先ほどの酢ガキで満足したのは早計だったかな。やはりこれが自然の風味だろう。本当、こういう時期だからこそ味わってほしいものである。
仙台で牛タン、女川でクジラ、そして気仙沼でカキ。今回の旅の目的は大いに果たすことができた。
さて、この「海の市」には二つの面白ミュージアムがある。まず一つが「氷の水族館」。よくわかったようなわからないような名前である。入口に行くと、コートで重装備のその上にもう一枚コートを羽織らされる。それで入口のボタンを押し、中に入ると・・・・そこは氷点下20度の世界。
で、その「氷の世界」で目にしたものは、何と氷漬けにされた魚の数々。気仙沼のサンマに始まり、タイやらタラバガニ、マンボウなんてのも氷漬け。普通、水族館といえば水槽の中を魚が優雅に「泳ぎまわっている」ものだが、ここでは氷の中で静止画像のようになっている。何だかとんでもないものを見ているようだ。どうすればここまできれいに氷に閉じ込めることができるのだろう。見ていて不思議なスポットである。出口ではペンギンも閉じ込められていた・・・、あ、これは模型か。
もう一つ、フカヒレの街・気仙沼を象徴するかのような「リアスシャークミュージアム」である。いきなりサメの中で最も恐ろしいとされるホホジロザメの剥製が口を開けて、見学者に喰らいつこうとしているのに出会う。サメの足下には、捕獲されたサメの胃袋から見つかったという牛の頭蓋骨やウミガメの頭などが転がり、人が襲われた事故の記録などが迫ってくる。やはり人喰いサメ、映画「ジョーズ」の世界そのものだ。
と、思ったところで、「しかーし」である。
「地球上でサメは390種類いますが、人を襲ったりするのはほんのごく一部です。皆さんサメに対して余計な恐怖心や誤解を持っているのではないでしょうか。このミュージアムでは、サメの持つ超能力や隠された生態を紹介することで、海の生態系の頂点に立つサメのことをもっとよく知ってもらおうというものです」というような内容の展示がこれに続くのである。一口にサメといってもいろいろな種類があり、卵生もあれば胎生もいたり、肉食もいればプランクトンを食っているのもいる。サメと海の生態系について面白く展示しているミュージアムである。

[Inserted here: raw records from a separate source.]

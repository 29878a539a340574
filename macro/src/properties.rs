use crate::attrs::{parse_field_attrs, parse_struct_attrs};
use heck::ToUpperCamelCase;
use proc_macro2::TokenStream;
use quote::quote;
use std::collections::HashSet;
use syn::{ext::IdentExt, Data, DeriveInput, Fields, LitStr};

/// Generate `Properties`, plus `Resource` for resource structs or `ToProperty`
/// for nested structures
pub fn expand(input: DeriveInput) -> syn::Result<TokenStream> {
    let attrs = parse_struct_attrs(&input.attrs)?;
    let ident = &input.ident;
    let name = ident.unraw().to_string();
    let (impl_generics, ty_generics, where_clause) = input.generics.split_for_impl();

    let fields = match &input.data {
        Data::Struct(data) => match &data.fields {
            Fields::Named(fields) => &fields.named,
            _ => {
                return Err(syn::Error::new_spanned(
                    ident,
                    "Properties can only be derived for structs with named fields",
                ))
            }
        },
        _ => {
            return Err(syn::Error::new_spanned(
                ident,
                "Properties can only be derived for structs",
            ))
        }
    };

    let mut specs = vec![];
    let mut values = vec![];
    let mut wire_names = HashSet::new();

    for field in fields {
        let field_attrs = parse_field_attrs(&field.attrs)?;

        if field_attrs.skip {
            continue;
        }

        // Named fields always have an ident
        let Some(field_ident) = &field.ident else {
            continue;
        };

        let field_name = field_ident.unraw().to_string();

        let wire_name = match &field_attrs.rename {
            Some(rename) => rename.clone(),
            None => LitStr::new(&field_name.to_upper_camel_case(), field_ident.span()),
        };

        if !wire_names.insert(wire_name.value()) {
            return Err(syn::Error::new(
                wire_name.span(),
                format!("Duplicate wire name `{}`", wire_name.value()),
            ));
        }

        let ty = &field.ty;

        specs.push(quote! {
            ::stratus_template::PropertySpec::new(
                #field_name,
                #wire_name,
                !<#ty as ::stratus_template::ToProperty>::is_optional(),
                <#ty as ::stratus_template::ToProperty>::kind(),
            )
        });

        values.push(quote! {
            ::stratus_template::ToProperty::to_property(&self.#field_ident)
        });
    }

    let properties = quote! {
        impl #impl_generics ::stratus_template::Properties for #ident #ty_generics #where_clause {
            const NAME: &'static str = #name;

            fn specs() -> ::std::vec::Vec<::stratus_template::PropertySpec> {
                ::std::vec![#(#specs),*]
            }

            fn properties(&self) -> ::stratus_template::PropertySet {
                let values: ::std::vec::Vec<::std::option::Option<::stratus_template::PropertyValue>> =
                    ::std::vec![#(#values),*];

                ::stratus_template::PropertySet::from_entries(
                    <Self as ::stratus_template::Properties>::specs()
                        .into_iter()
                        .zip(values)
                        .collect(),
                )
            }
        }
    };

    let binding = match attrs.resource {
        Some(resource) => quote! {
            impl #impl_generics ::stratus_template::Resource for #ident #ty_generics #where_clause {
                const RESOURCE_TYPE: ::stratus_template::ResourceType =
                    ::stratus_template::ResourceType::new(#resource);
            }
        },
        None => quote! {
            impl #impl_generics ::stratus_template::ToProperty for #ident #ty_generics #where_clause {
                fn kind() -> ::stratus_template::ValueKind {
                    ::stratus_template::ValueKind::Struct(
                        <Self as ::stratus_template::Properties>::schema(),
                    )
                }

                fn to_property(&self) -> ::std::option::Option<::stratus_template::PropertyValue> {
                    ::std::option::Option::Some(::stratus_template::PropertyValue::Struct(
                        <Self as ::stratus_template::Properties>::properties(self),
                    ))
                }
            }
        },
    };

    Ok(quote! {
        #properties
        #binding
    })
}

#[cfg(test)]
mod tests {
    use super::*;

    fn expand_str(source: &str) -> syn::Result<String> {
        expand(syn::parse_str(source)?).map(|tokens| tokens.to_string())
    }

    #[test]
    fn test_expand_resource() {
        let expanded = expand_str(
            r#"
            #[cfn(resource = "AWS::ECS::Cluster")]
            struct Cluster {
                cluster_name: Option<String>,
                #[cfn(rename = "ClusterSettings")]
                settings: Vec<ClusterSettings>,
            }
            "#,
        )
        .unwrap();

        assert!(expanded.contains("\"ClusterName\""));
        assert!(expanded.contains("\"ClusterSettings\""));
        assert!(expanded.contains("\"AWS::ECS::Cluster\""));
        assert!(expanded.contains(":: stratus_template :: Resource for Cluster"));
        assert!(!expanded.contains(":: stratus_template :: ToProperty for Cluster"));
    }

    #[test]
    fn test_expand_raw_identifier() {
        let expanded = expand_str("struct EdiType { r#type: String, #[cfn(skip)] note: String }").unwrap();

        assert!(expanded.contains("\"type\""));
        assert!(expanded.contains("\"Type\""));
        assert!(!expanded.contains("\"Note\""));
        assert!(expanded.contains(":: stratus_template :: ToProperty for EdiType"));
    }

    #[test]
    fn test_expand_errors() {
        let duplicate = expand_str(
            r#"struct Role { role_arn: String, #[cfn(rename = "RoleArn")] arn: String }"#,
        );

        assert_eq!(
            duplicate.unwrap_err().to_string(),
            "Duplicate wire name `RoleArn`"
        );

        assert!(expand_str("struct Tuple(String);").is_err());
        assert!(expand_str("enum Kind { A }").is_err());
    }
}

最後に、海の生態系の頂点にサメがいて、それで終わりかと思いきや、「しかし、本当に恐ろしいのはサメではなく、人間なのかもしれません」というのがあった。なるほど、文明の発達とやらで、海の生態系そのものに大きな影響を及ぼしており、だから、海洋資源の活用と保護のバランスを考えなければということか。なるほど、話の筋が一本通ってますな。で、サメについての学習をした後で、早い昼食でフカヒレラーメンを食する。これで、気仙沼の港めぐりも無事終了。
「爆弾低気圧」の影響で今日も風が強く、気仙沼線の列車にも前日ほどではなかったが遅れが出た。昨日は暗くなったので見えなかったが、強風の区間はきれいな海岸であった。あとはこのまま列車を乗り継いで東京に戻るだけだ。